Yeah, definitely. The beginning of the tour was really, really weird. We did the first show of the whole tour, it was in Montreal in Canada, and we’d been rehearsing like crazy for a long time. I was pretty nervous about it, I had a bit of a moment the day before the show, just kind of saying to myself, “What the fuck are we doing?! Why are we doing this? Oh my god”, and then my manager called me and got me to calm down. The show went really well, and the audience really connected with it. I mean, the show got better over time as we kind of settled in to it, but it was funny because one of the main things for me was I came off stage and I wasn’t exhausted, physically. I wasn’t covered in sweat, and shaking. I was a bit like, am I allowed to go now? Am I done for the day? I felt like I had to do more, because usually I know it’s the end of a show because I physically can’t do any more. It was a strange thing. It’s funny, this tour was a lot harder on my voice in many ways because I was playing two sets. It was kind of emotionally quite tough in places because I was trying to be really raw, in terms of the chat and all that kind of thing. But in terms of my body below the waist, it was a lot easier.

Yeah, I mean I thought it was a really unique experiencing at Southampton Guildhall, seeing it with seats because I had never seen it with seats before!

I have a feeling I went to a carol concert there once when I was a kid or something like that.

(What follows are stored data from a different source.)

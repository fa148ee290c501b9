//! Select-autocomplete component - a searchable single/multi-select dropdown.

pub mod events;
pub mod render;
mod state;

pub use events::{ChangeCause, ChangeHandler, SelectionChange, SelectionEmitter, SubscriptionId};
pub use render::{DropdownView, FieldView, PanelView, RowView, SearchView};
pub use state::{SelectAutocomplete, SelectInputs};
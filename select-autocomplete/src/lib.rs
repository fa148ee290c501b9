pub mod autocomplete;
pub mod config;
pub mod error;
pub mod host;
pub mod option;
pub mod selection;

pub use autocomplete::{SelectAutocomplete, SelectInputs};
pub use error::{FieldError, SelectError};

pub mod prelude {
    pub use crate::autocomplete::{
        ChangeCause, DropdownView, SelectAutocomplete, SelectInputs, SelectionChange,
        SubscriptionId,
    };
    pub use crate::config::{Appearance, ElementSelectors, SelectConfig};
    pub use crate::error::{FieldError, SelectError};
    pub use crate::host::{
        FormControl, FormControlHandle, Overlay, OverlayHandle, SearchField, SearchFieldHandle,
    };
    pub use crate::option::{FieldNames, OptionKey, OptionRecord, SelectOption};
    pub use crate::selection::Selection;
}
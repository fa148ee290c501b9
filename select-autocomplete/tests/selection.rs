use select_autocomplete::option::{FieldNames, SelectOption, resolve_options};
use select_autocomplete::selection::{
    Selection, compute_display_string, compute_select_all_flag, reorder_by_selection,
};
use serde_json::{Value, json};

/// Banana(1), apple(2) in input order.
fn two_fruits() -> Vec<SelectOption<Value>> {
    resolve_options(
        vec![
            json!({"display": "Banana", "value": 1}),
            json!({"display": "apple", "value": 2}),
        ],
        &FieldNames::default(),
    )
    .unwrap()
}

fn many() -> Vec<SelectOption<Value>> {
    resolve_options(
        (1..=5).map(|i| json!({"display": format!("Item {}", i), "value": i})),
        &FieldNames::default(),
    )
    .unwrap()
}

// ============================================================================
// Display string
// ============================================================================

#[test]
fn test_display_single_label() {
    let selection = Selection::from_keys([json!(2)]);
    assert_eq!(compute_display_string(&two_fruits(), &selection, true, 1), "apple");
}

#[test]
fn test_display_collapses_rest_into_others() {
    let selection = Selection::from_keys([json!(1), json!(2)]);
    assert_eq!(
        compute_display_string(&two_fruits(), &selection, true, 1),
        "Banana(+1) others"
    );
}

#[test]
fn test_display_follows_option_order_not_selection_order() {
    let selection = Selection::from_keys([json!(4), json!(2), json!(5)]);
    assert_eq!(
        compute_display_string(&many(), &selection, true, 2),
        "Item 2,Item 4(+1) others"
    );
}

#[test]
fn test_display_label_count_covers_all() {
    let selection = Selection::from_keys([json!(1), json!(3)]);
    assert_eq!(compute_display_string(&many(), &selection, true, 5), "Item 1,Item 3");
}

#[test]
fn test_display_zero_label_count() {
    let selection = Selection::from_keys([json!(1), json!(3)]);
    assert_eq!(compute_display_string(&many(), &selection, true, 0), "(+2) others");
}

#[test]
fn test_display_empty_selection() {
    assert_eq!(compute_display_string(&many(), &Selection::new(), true, 1), "");
    assert_eq!(compute_display_string(&many(), &Selection::new(), false, 1), "");
}

#[test]
fn test_display_single_mode() {
    let selection = Selection::from_keys([json!(1)]);
    assert_eq!(compute_display_string(&two_fruits(), &selection, false, 1), "Banana");
}

#[test]
fn test_display_single_mode_unknown_key() {
    let selection = Selection::from_keys([json!(99)]);
    assert_eq!(compute_display_string(&two_fruits(), &selection, false, 1), "");
}

#[test]
fn test_display_ignores_unknown_keys_in_multi_mode() {
    let selection = Selection::from_keys([json!(99), json!(2)]);
    assert_eq!(compute_display_string(&two_fruits(), &selection, true, 1), "apple");
}

// ============================================================================
// Reordering
// ============================================================================

#[test]
fn test_reorder_empty_selection_keeps_order() {
    let options = many();
    let reordered = reorder_by_selection(&options, &Selection::new());
    assert_eq!(reordered, options);
}

#[test]
fn test_reorder_selected_first_in_canonical_order() {
    let options = many();
    let reordered = reorder_by_selection(&options, &Selection::from_keys([json!(5), json!(2)]));
    let keys: Vec<&Value> = reordered.iter().map(|o| o.key()).collect();
    assert_eq!(
        keys,
        vec![&json!(2), &json!(5), &json!(1), &json!(3), &json!(4)]
    );
    assert_eq!(reordered.len(), options.len());
}

// ============================================================================
// Select-all flag
// ============================================================================

#[test]
fn test_select_all_flag_over_visible_keys() {
    let selection = Selection::from_keys([json!(1), json!(2)]);
    let visible = [json!(1), json!(2)];
    assert!(compute_select_all_flag(&visible, &selection, true));
    assert!(!compute_select_all_flag(&visible, &selection, false));

    let visible = [json!(1), json!(3)];
    assert!(!compute_select_all_flag(&visible, &selection, true));
}

// ============================================================================
// Key equality
// ============================================================================

#[test]
fn test_numeric_keys_match_by_value() {
    let mut selection = Selection::from_keys([json!(1), json!(1.0), json!(2)]);
    assert_eq!(selection.keys(), &[json!(1), json!(2)]);
    assert!(selection.contains(&json!(2.0)));

    assert!(selection.remove(&json!(1.0)));
    assert_eq!(selection.keys(), &[json!(2)]);

    let selection = Selection::from_keys([json!(2.0)]);
    assert_eq!(compute_display_string(&two_fruits(), &selection, true, 1), "apple");
    assert_eq!(compute_display_string(&two_fruits(), &selection, false, 1), "apple");
}
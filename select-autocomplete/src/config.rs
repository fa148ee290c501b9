//! Component configuration.

use serde::{Deserialize, Serialize};

use crate::error::SelectError;
use crate::option::FieldNames;

/// Visual variant of the form field.
#[derive(Debug, Clone, Copy, Default, PartialEq, Eq, Serialize, Deserialize)]
#[serde(rename_all = "lowercase")]
pub enum Appearance {
    #[default]
    Standard,
    Fill,
    Outline,
}

impl Appearance {
    pub fn as_str(&self) -> &'static str {
        match self {
            Self::Standard => "standard",
            Self::Fill => "fill",
            Self::Outline => "outline",
        }
    }
}

/// Element id overrides for the rendered sub-elements.
#[derive(Debug, Clone, PartialEq, Eq, Serialize, Deserialize)]
#[serde(rename_all = "camelCase")]
pub struct ElementSelectors {
    pub input_field: String,
    pub select_field: String,
    pub clear_field_icon: String,
    pub clear_selection: String,
    #[serde(default)]
    pub search_field: Option<String>,
}

impl Default for ElementSelectors {
    fn default() -> Self {
        Self {
            input_field: "select-autocomplete-input".into(),
            select_field: "select-autocomplete-select".into(),
            clear_field_icon: "select-autocomplete-clear-icon".into(),
            clear_selection: "select-autocomplete-clear-selection".into(),
            search_field: None,
        }
    }
}

/// Static settings of a select-autocomplete.
///
/// Every field has a default, so a host can deserialize a partial JSON
/// object:
///
/// ```ignore
/// let config = SelectConfig::from_json(r#"{ "displayField": "name", "labelCount": 2 }"#)?;
/// ```
#[derive(Debug, Clone, PartialEq, Serialize, Deserialize)]
#[serde(default, rename_all = "camelCase")]
pub struct SelectConfig {
    /// Placeholder of the search box inside the dropdown.
    pub search_placeholder: String,
    /// Placeholder of the field when nothing is selected.
    pub placeholder: Option<String>,
    /// Record field holding the label.
    pub display_field: String,
    /// Record field holding the identity key.
    pub value_field: String,
    pub error_message: String,
    pub show_error: bool,
    pub multiple: bool,
    /// How many labels the field shows before collapsing into `(+K) others`.
    pub label_count: usize,
    pub appearance: Appearance,
    pub selectors: Option<ElementSelectors>,
}

impl Default for SelectConfig {
    fn default() -> Self {
        Self {
            search_placeholder: "search...".into(),
            placeholder: None,
            display_field: "display".into(),
            value_field: "value".into(),
            error_message: "Field is required".into(),
            show_error: false,
            multiple: true,
            label_count: 1,
            appearance: Appearance::Standard,
            selectors: None,
        }
    }
}

impl SelectConfig {
    /// Create a config with every default.
    pub fn new() -> Self {
        Self::default()
    }

    /// Parse a config from JSON and validate it.
    pub fn from_json(json: &str) -> Result<Self, SelectError> {
        let config: Self = serde_json::from_str(json)?;
        config.validate()?;
        Ok(config)
    }

    /// Reject configurations the change cycle cannot work with.
    pub fn validate(&self) -> Result<(), SelectError> {
        if self.display_field.is_empty() {
            return Err(SelectError::Config("display field name is empty".into()));
        }
        if self.value_field.is_empty() {
            return Err(SelectError::Config("value field name is empty".into()));
        }
        Ok(())
    }

    /// The configured field names.
    pub fn field_names(&self) -> FieldNames {
        FieldNames::new(&self.display_field, &self.value_field)
    }

    /// Element ids, falling back to the defaults.
    pub fn selectors_or_default(&self) -> ElementSelectors {
        self.selectors.clone().unwrap_or_default()
    }

    pub fn with_search_placeholder(mut self, text: impl Into<String>) -> Self {
        self.search_placeholder = text.into();
        self
    }

    pub fn with_placeholder(mut self, text: impl Into<String>) -> Self {
        self.placeholder = Some(text.into());
        self
    }

    /// Set the display and value field names.
    pub fn with_fields(mut self, display: impl Into<String>, value: impl Into<String>) -> Self {
        self.display_field = display.into();
        self.value_field = value.into();
        self
    }

    pub fn with_error(mut self, message: impl Into<String>, show: bool) -> Self {
        self.error_message = message.into();
        self.show_error = show;
        self
    }

    /// Switch to single-select mode.
    pub fn single(mut self) -> Self {
        self.multiple = false;
        self
    }

    pub fn with_multiple(mut self, multiple: bool) -> Self {
        self.multiple = multiple;
        self
    }

    pub fn with_label_count(mut self, count: usize) -> Self {
        self.label_count = count;
        self
    }

    pub fn with_appearance(mut self, appearance: Appearance) -> Self {
        self.appearance = appearance;
        self
    }

    pub fn with_selectors(mut self, selectors: ElementSelectors) -> Self {
        self.selectors = Some(selectors);
        self
    }
}
use select_autocomplete::host::{
    FormControl, FormControlHandle, Overlay, OverlayHandle, SearchField, SearchFieldHandle,
};
use serde_json::json;

#[test]
fn test_form_control_starts_enabled_and_empty() {
    let control = FormControlHandle::new();
    assert!(control.is_enabled());
    assert_eq!(control.value(), None);
}

#[test]
fn test_form_control_clones_share_state() {
    let control = FormControlHandle::new();
    let other = control.clone();
    other.disable();
    other.set_value(Some(vec![json!("a")]));
    assert!(!control.is_enabled());
    assert_eq!(control.value(), Some(vec![json!("a")]));
    control.enable();
    assert!(other.is_enabled());
}

#[test]
fn test_overlay_toggle() {
    let overlay = OverlayHandle::new();
    assert!(!overlay.is_open());
    overlay.toggle();
    assert!(overlay.is_open());
    overlay.toggle();
    assert!(!overlay.is_open());
}

#[test]
fn test_search_field_focus_request() {
    let field = SearchFieldHandle::new();
    assert!(!field.take_focus_request());
    field.focus();
    assert!(field.focus_requested());
    assert!(field.take_focus_request());
    assert!(!field.take_focus_request());
}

But yeah, I’m used to seeing that place full of heaving bodies, so it was different, for sure.

Obviously you’ve been performing live from home every Thursday, raising money for independent venues. So I guess my first question would be, how do you choose the venues you raise money for each week?

Just before the lockdown kicked in properly, I was planning on going down to Nambucca because I live nearby, and it’s a very dear place to me, so my plan was to go down there and do a live-stream from there, using their equipment to raise money for them. And then the lockdown came in, and I was like well, I guess we can’t do that, so I did it at home. In the first one I put out a shout-out and said, “look, if you run a venue and you need some help from someone like me then you can get in touch”. From then, it just went a bit crazy for a while, and I have shows booked for a couple of months into the future at this point. I’ve been letting venues approach me, because it seems slightly crass to me, the idea of me calling up a venue and saying, “Hi, are you guys fucked?”. At the beginning, the guys who run The Joiners, the guys who run The Railway, and the guys who run Tunbridge Wells Forum are very old friends of mine, so they were texting me while I was still doing that first one [live-stream]. Since then, people got in touch. The one that I’m doing on Thursday this week is for the Huddersfield Parish, which is the first venue I’ve never been to that I’m doing one for. The people there seem really cool, and it’s an independent venue so it needs help.

I know it meant a lot to everyone at the magazine, and everyone at Southampton Uni generally, with the amount of money you raised for The Joiners. 

The Joiners is so close to my heart, I grew up going there, I went to my first ever gig at The Joiners. Million Dead played there a bunch, the final ever Million Dead show was at The Joiners, I have played there solo a million times. It’s very dear to me, that place.

I know this is quite a hard question, but do you have a particular favourite independent venue that you’ve chosen?

This is going to sound like I’m saying this just because I’m talking to you, but The Joiners is up there. The Joiners is where I met Seán McGowan, who is a very dear friend of mine, he’s amazing. Seán played at my wedding, so he’s a very special person to me, and I met him there. And Pat, who runs The Joiners, is an old friend, and it’s just kind of family really.

You mentioned that you are working on something currently. Have you found that lockdown has inspired your writing, or weakened it? 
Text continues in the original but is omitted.